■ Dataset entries

*** Block opens ***

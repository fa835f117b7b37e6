//! World-to-screen projection for screen-anchored overlays.
//!
//! A world point goes through three steps:
//!
//! 1. [`project_to_ndc`]: view-projection transform and perspective divide,
//!    giving normalized device coordinates in `[-1, 1]` on x and y.
//! 2. [`ndc_to_pixels`]: scale by half the viewport and offset by its center.
//!    Pixel y grows downward, so NDC y is flipped.
//! 3. [`overlay_bias`]: a constant nudge of `(+w/20, -h/20)` so the overlay
//!    does not sit dead-center on its anchor.
//!
//! [`ScreenProjector`] runs all three and [`css_transform`] renders the
//! result as the positioning string the overlay carries.

use glam::{Vec2, Vec3};

use crate::camera::PerspectiveCamera;

/// Clip-space `w` values below this are treated as zero-distance.
///
/// `w` is the view-space depth of the point, so anything this close to the
/// camera plane is far in front of the near plane and cannot be projected.
const DEGENERATE_W: f32 = 1e-4;

/// The pixel rectangle the scene is rasterized into.
#[derive(Clone, Copy, Debug, PartialEq, Eq)]
pub struct Viewport {
    width: u32,
    height: u32,
}

impl Viewport {
    /// Returns `None` for a zero-sized viewport (e.g. a minimized window).
    pub fn new(width: u32, height: u32) -> Option<Self> {
        (width > 0 && height > 0).then_some(Self { width, height })
    }

    /// Like [`new`](Self::new), but zero sides become one pixel.
    pub fn clamped(width: u32, height: u32) -> Self {
        Self {
            width: width.max(1),
            height: height.max(1),
        }
    }

    pub fn width(&self) -> u32 {
        self.width
    }

    pub fn height(&self) -> u32 {
        self.height
    }

    pub fn size(&self) -> Vec2 {
        Vec2::new(self.width as f32, self.height as f32)
    }

    pub fn aspect(&self) -> f32 {
        self.width as f32 / self.height as f32
    }

    pub fn center(&self) -> Vec2 {
        self.size() * 0.5
    }
}

/// A point in normalized device coordinates.
#[derive(Clone, Copy, Debug, PartialEq)]
pub struct Ndc {
    pub position: Vec3,
    /// The point was at zero distance from the camera plane. `position` is
    /// then the origin rather than a division by zero.
    pub degenerate: bool,
}

impl Ndc {
    pub fn xy(&self) -> Vec2 {
        self.position.truncate()
    }
}

/// Result of projecting a world point all the way to pixels.
#[derive(Clone, Copy, Debug, PartialEq)]
pub struct ScreenPoint {
    pub ndc: Ndc,
    /// Pixel position including the overlay bias.
    pub pixel: Vec2,
}

/// Transforms `point` by the camera's view-projection and divides by `w`.
pub fn project_to_ndc(point: Vec3, camera: &PerspectiveCamera) -> Ndc {
    let clip = camera.to_clip(point);

    if !clip.is_finite() || clip.w.abs() < DEGENERATE_W {
        return Ndc {
            position: Vec3::ZERO,
            degenerate: true,
        };
    }

    Ndc {
        position: clip.truncate() / clip.w,
        degenerate: false,
    }
}

/// Maps NDC x/y into viewport pixels, origin top-left.
pub fn ndc_to_pixels(ndc: Vec2, viewport: Viewport) -> Vec2 {
    let half = viewport.center();
    Vec2::new(ndc.x * half.x + half.x, -(ndc.y * half.y) + half.y)
}

/// Offset applied on top of the projected position: right by a twentieth of
/// the width, up by a twentieth of the height.
pub fn overlay_bias(viewport: Viewport) -> Vec2 {
    let size = viewport.size();
    Vec2::new(size.x / 20.0, -size.y / 20.0)
}

/// Renders a pixel position as the overlay's positioning transform.
///
/// The leading `translate(-50%, -50%)` centers the element on the point.
pub fn css_transform(pixel: Vec2) -> String {
    format!("translate(-50%, -50%) translate({}px, {}px)", pixel.x, pixel.y)
}

/// Projects world points to biased pixel coordinates.
#[derive(Clone, Copy, Debug, Default)]
pub struct ScreenProjector;

impl ScreenProjector {
    pub fn new() -> Self {
        Self
    }

    pub fn project(
        &self,
        point: Vec3,
        camera: &PerspectiveCamera,
        viewport: Viewport,
    ) -> ScreenPoint {
        let ndc = project_to_ndc(point, camera);
        ScreenPoint {
            ndc,
            pixel: self.place(ndc.xy(), viewport),
        }
    }

    /// Pixel position for an already-projected NDC point.
    pub fn place(&self, ndc: Vec2, viewport: Viewport) -> Vec2 {
        ndc_to_pixels(ndc, viewport) + overlay_bias(viewport)
    }
}

#[cfg(test)]
mod tests {
    use super::*;

    fn viewport(w: u32, h: u32) -> Viewport {
        Viewport::new(w, h).unwrap()
    }

    #[test]
    fn clamped_viewport_is_never_empty() {
        let vp = Viewport::clamped(0, 600);
        assert_eq!((vp.width(), vp.height()), (1, 600));
    }

    #[test]
    fn zero_sized_viewport_is_rejected() {
        assert!(Viewport::new(0, 600).is_none());
        assert!(Viewport::new(800, 0).is_none());
        assert!(Viewport::new(800, 600).is_some());
    }

    #[test]
    fn camera_own_position_projects_to_origin() {
        let vp = viewport(800, 600);
        let camera = PerspectiveCamera::new(50.0, vp.aspect());

        let ndc = project_to_ndc(camera.world_position(), &camera);
        assert!(ndc.degenerate);
        assert_eq!(ndc.xy(), Vec2::ZERO);

        // Also when the camera sits away from the origin.
        let moved = PerspectiveCamera::new(45.0, vp.aspect())
            .at(Vec3::new(0.0, 1.0, 10.0))
            .looking_at(Vec3::ZERO);
        let ndc = project_to_ndc(moved.world_position(), &moved);
        assert!(ndc.degenerate);
        assert!(ndc.position.is_finite());
    }

    #[test]
    fn degenerate_projection_lands_at_biased_center() {
        let vp = viewport(800, 600);
        let camera = PerspectiveCamera::new(45.0, vp.aspect())
            .at(Vec3::new(0.0, 1.0, 10.0))
            .looking_at(Vec3::ZERO);

        let point = ScreenProjector::new().project(camera.world_position(), &camera, vp);
        assert_eq!(point.pixel, Vec2::new(400.0 + 40.0, 300.0 - 30.0));
    }

    #[test]
    fn point_in_front_projects_inside_unit_square() {
        let camera = PerspectiveCamera::new(45.0, 4.0 / 3.0)
            .at(Vec3::new(0.0, 0.0, 10.0))
            .looking_at(Vec3::ZERO);
        let ndc = project_to_ndc(Vec3::new(1.0, 1.0, 0.0), &camera);

        assert!(!ndc.degenerate);
        assert!(ndc.position.x > 0.0 && ndc.position.x < 1.0);
        assert!(ndc.position.y > 0.0 && ndc.position.y < 1.0);
        assert!(ndc.position.z > 0.0 && ndc.position.z < 1.0);
    }

    #[test]
    fn ndc_corners_map_to_viewport_corners() {
        let vp = viewport(800, 600);
        assert_eq!(ndc_to_pixels(Vec2::new(-1.0, 1.0), vp), Vec2::new(0.0, 0.0));
        assert_eq!(ndc_to_pixels(Vec2::new(1.0, -1.0), vp), Vec2::new(800.0, 600.0));
        assert_eq!(ndc_to_pixels(Vec2::ZERO, vp), Vec2::new(400.0, 300.0));
    }

    #[test]
    fn doubling_width_doubles_pixel_x() {
        let projector = ScreenProjector::new();
        let ndc = Vec2::new(0.3, -0.2);

        let narrow = projector.place(ndc, viewport(800, 600));
        let wide = projector.place(ndc, viewport(1600, 600));

        assert!((wide.x - 2.0 * narrow.x).abs() < 1e-3);
        assert_eq!(wide.y, narrow.y);
    }

    #[test]
    fn bias_moves_right_and_up() {
        let bias = overlay_bias(viewport(1000, 500));
        assert_eq!(bias, Vec2::new(50.0, -25.0));
    }

    #[test]
    fn css_transform_embeds_both_values() {
        assert_eq!(
            css_transform(Vec2::new(440.0, 270.5)),
            "translate(-50%, -50%) translate(440px, 270.5px)"
        );
    }
}
use crate::color::Color;
use crate::scene::TextureId;

/// A physically-flavoured surface description for lit meshes.
///
/// Defaults match a plain white standard material: fully rough, not metallic.
///
/// ```
/// use diorama::{Color, Material};
///
/// let text = Material::standard(Color::hex(0x00ff00));
/// assert_eq!(text.roughness, 1.0);
/// ```
#[derive(Clone, Copy, Debug, PartialEq)]
pub struct Material {
    /// Base color, multiplied with the texture when there is one.
    pub color: Color,
    pub roughness: f32,
    pub metalness: f32,
    pub texture: Option<TextureId>,
    /// Draw back faces too, lit from the side facing the camera.
    pub double_sided: bool,
}

impl Default for Material {
    fn default() -> Self {
        Self {
            color: Color::WHITE,
            roughness: 1.0,
            metalness: 0.0,
            texture: None,
            double_sided: false,
        }
    }
}

impl Material {
    pub fn standard(color: Color) -> Self {
        Self {
            color,
            ..Default::default()
        }
    }

    pub fn roughness(mut self, roughness: f32) -> Self {
        self.roughness = roughness.clamp(0.0, 1.0);
        self
    }

    pub fn metalness(mut self, metalness: f32) -> Self {
        self.metalness = metalness.clamp(0.0, 1.0);
        self
    }

    pub fn texture(mut self, texture: TextureId) -> Self {
        self.texture = Some(texture);
        self
    }

    pub fn double_sided(mut self, double_sided: bool) -> Self {
        self.double_sided = double_sided;
        self
    }

    /// Blinn-Phong exponent derived from roughness.
    ///
    /// Rough surfaces get a wide, dim lobe; smooth ones a tight highlight.
    pub fn shininess(&self) -> f32 {
        let r = self.roughness.clamp(0.04, 1.0);
        (2.0 / (r * r * r * r) - 2.0).max(1.0)
    }
}

#[cfg(test)]
mod tests {
    use super::*;

    #[test]
    fn roughness_is_clamped() {
        assert_eq!(Material::default().roughness(2.0).roughness, 1.0);
        assert_eq!(Material::default().metalness(-1.0).metalness, 0.0);
    }

    #[test]
    fn smoother_surfaces_are_shinier() {
        let rough = Material::default().roughness(1.0);
        let smooth = Material::default().roughness(0.2);
        assert!(smooth.shininess() > rough.shininess());
        assert!(rough.shininess() >= 1.0);
    }

    #[test]
    fn materials_are_single_sided_unless_asked() {
        assert!(!Material::default().double_sided);
        assert!(Material::standard(Color::WHITE).double_sided(true).double_sided);
    }
}
//! A cancellable per-frame task.
//!
//! The window redraws continuously while the loop runs. Stopping goes
//! through a [`LoopHandle`], which can be cloned into callbacks or other
//! threads; the loop notices at its next frame boundary.

use std::sync::Arc;
use std::sync::atomic::{AtomicBool, Ordering};
use std::time::Instant;

/// Upper bound on a single frame step, so a stalled window does not make
/// animation jump.
const MAX_FRAME_DT: f32 = 0.25;

/// Result of advancing the loop by one frame.
#[derive(Clone, Copy, Debug, PartialEq)]
pub enum Tick {
    /// Render this frame.
    Continue {
        /// Seconds since the previous frame, zero for the first.
        dt: f32,
        /// Zero-based index of this frame.
        frame: u64,
    },
    /// The loop was stopped; do not render.
    Stopped,
}

/// Stops a running [`RenderLoop`].
#[derive(Clone, Debug)]
pub struct LoopHandle {
    running: Arc<AtomicBool>,
}

impl LoopHandle {
    pub fn stop(&self) {
        if self.running.swap(false, Ordering::SeqCst) {
            log::info!("render loop stop requested");
        }
    }

    pub fn is_running(&self) -> bool {
        self.running.load(Ordering::SeqCst)
    }
}

#[derive(Debug)]
pub struct RenderLoop {
    running: Arc<AtomicBool>,
    frame: u64,
    last_frame: Option<Instant>,
}

impl Default for RenderLoop {
    fn default() -> Self {
        Self {
            running: Arc::new(AtomicBool::new(false)),
            frame: 0,
            last_frame: None,
        }
    }
}

impl RenderLoop {
    /// A loop that has not started yet.
    pub fn new() -> Self {
        Self::default()
    }

    /// Starts (or restarts) the loop and returns a handle that stops it.
    pub fn start(&mut self) -> LoopHandle {
        self.running.store(true, Ordering::SeqCst);
        self.last_frame = None;
        log::info!("render loop started");
        self.handle()
    }

    pub fn handle(&self) -> LoopHandle {
        LoopHandle {
            running: Arc::clone(&self.running),
        }
    }

    pub fn is_running(&self) -> bool {
        self.running.load(Ordering::SeqCst)
    }

    /// Frames rendered so far.
    pub fn frames(&self) -> u64 {
        self.frame
    }

    /// Advances to the frame at `now`.
    pub fn tick(&mut self, now: Instant) -> Tick {
        if !self.is_running() {
            return Tick::Stopped;
        }

        let dt = self
            .last_frame
            .map(|last| now.saturating_duration_since(last).as_secs_f32())
            .unwrap_or(0.0)
            .min(MAX_FRAME_DT);
        self.last_frame = Some(now);

        let frame = self.frame;
        self.frame += 1;
        Tick::Continue { dt, frame }
    }
}

#[cfg(test)]
mod tests {
    use std::time::Duration;

    use super::*;

    #[test]
    fn not_started_loop_is_stopped() {
        let mut render_loop = RenderLoop::new();
        assert_eq!(render_loop.tick(Instant::now()), Tick::Stopped);
        assert_eq!(render_loop.frames(), 0);
    }

    #[test]
    fn ticks_report_elapsed_time() {
        let mut render_loop = RenderLoop::new();
        render_loop.start();
        let t0 = Instant::now();

        assert_eq!(render_loop.tick(t0), Tick::Continue { dt: 0.0, frame: 0 });
        match render_loop.tick(t0 + Duration::from_millis(16)) {
            Tick::Continue { dt, frame } => {
                assert!((dt - 0.016).abs() < 1e-6);
                assert_eq!(frame, 1);
            }
            Tick::Stopped => panic!("loop should still run"),
        }
    }

    #[test]
    fn long_stalls_are_capped() {
        let mut render_loop = RenderLoop::new();
        render_loop.start();
        let t0 = Instant::now();
        render_loop.tick(t0);
        let Tick::Continue { dt, .. } = render_loop.tick(t0 + Duration::from_secs(5)) else {
            panic!("loop should still run");
        };
        assert_eq!(dt, MAX_FRAME_DT);
    }

    #[test]
    fn handle_stops_at_next_frame() {
        let mut render_loop = RenderLoop::new();
        let handle = render_loop.start();
        let remote = handle.clone();

        assert!(matches!(render_loop.tick(Instant::now()), Tick::Continue { .. }));
        std::thread::spawn(move || remote.stop())
            .join()
            .unwrap();

        assert!(!handle.is_running());
        assert_eq!(render_loop.tick(Instant::now()), Tick::Stopped);
        assert_eq!(render_loop.frames(), 1);
    }
}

*** Block closes ***

■ DIRECTIONS FOR THIS TASK
If a line falls between the first line of the data above and the line holding "on x and y.", inclusive, retype it exactly; retype no other line.

■ TASK RESULT
repository fa835f117b7b37e6
//! World-to-screen projection for screen-anchored overlays.
//!
//! A world point goes through three steps:
//!
//! 1. [`project_to_ndc`]: view-projection transform and perspective divide,
//!    giving normalized device coordinates in `[-1, 1]` on x and y.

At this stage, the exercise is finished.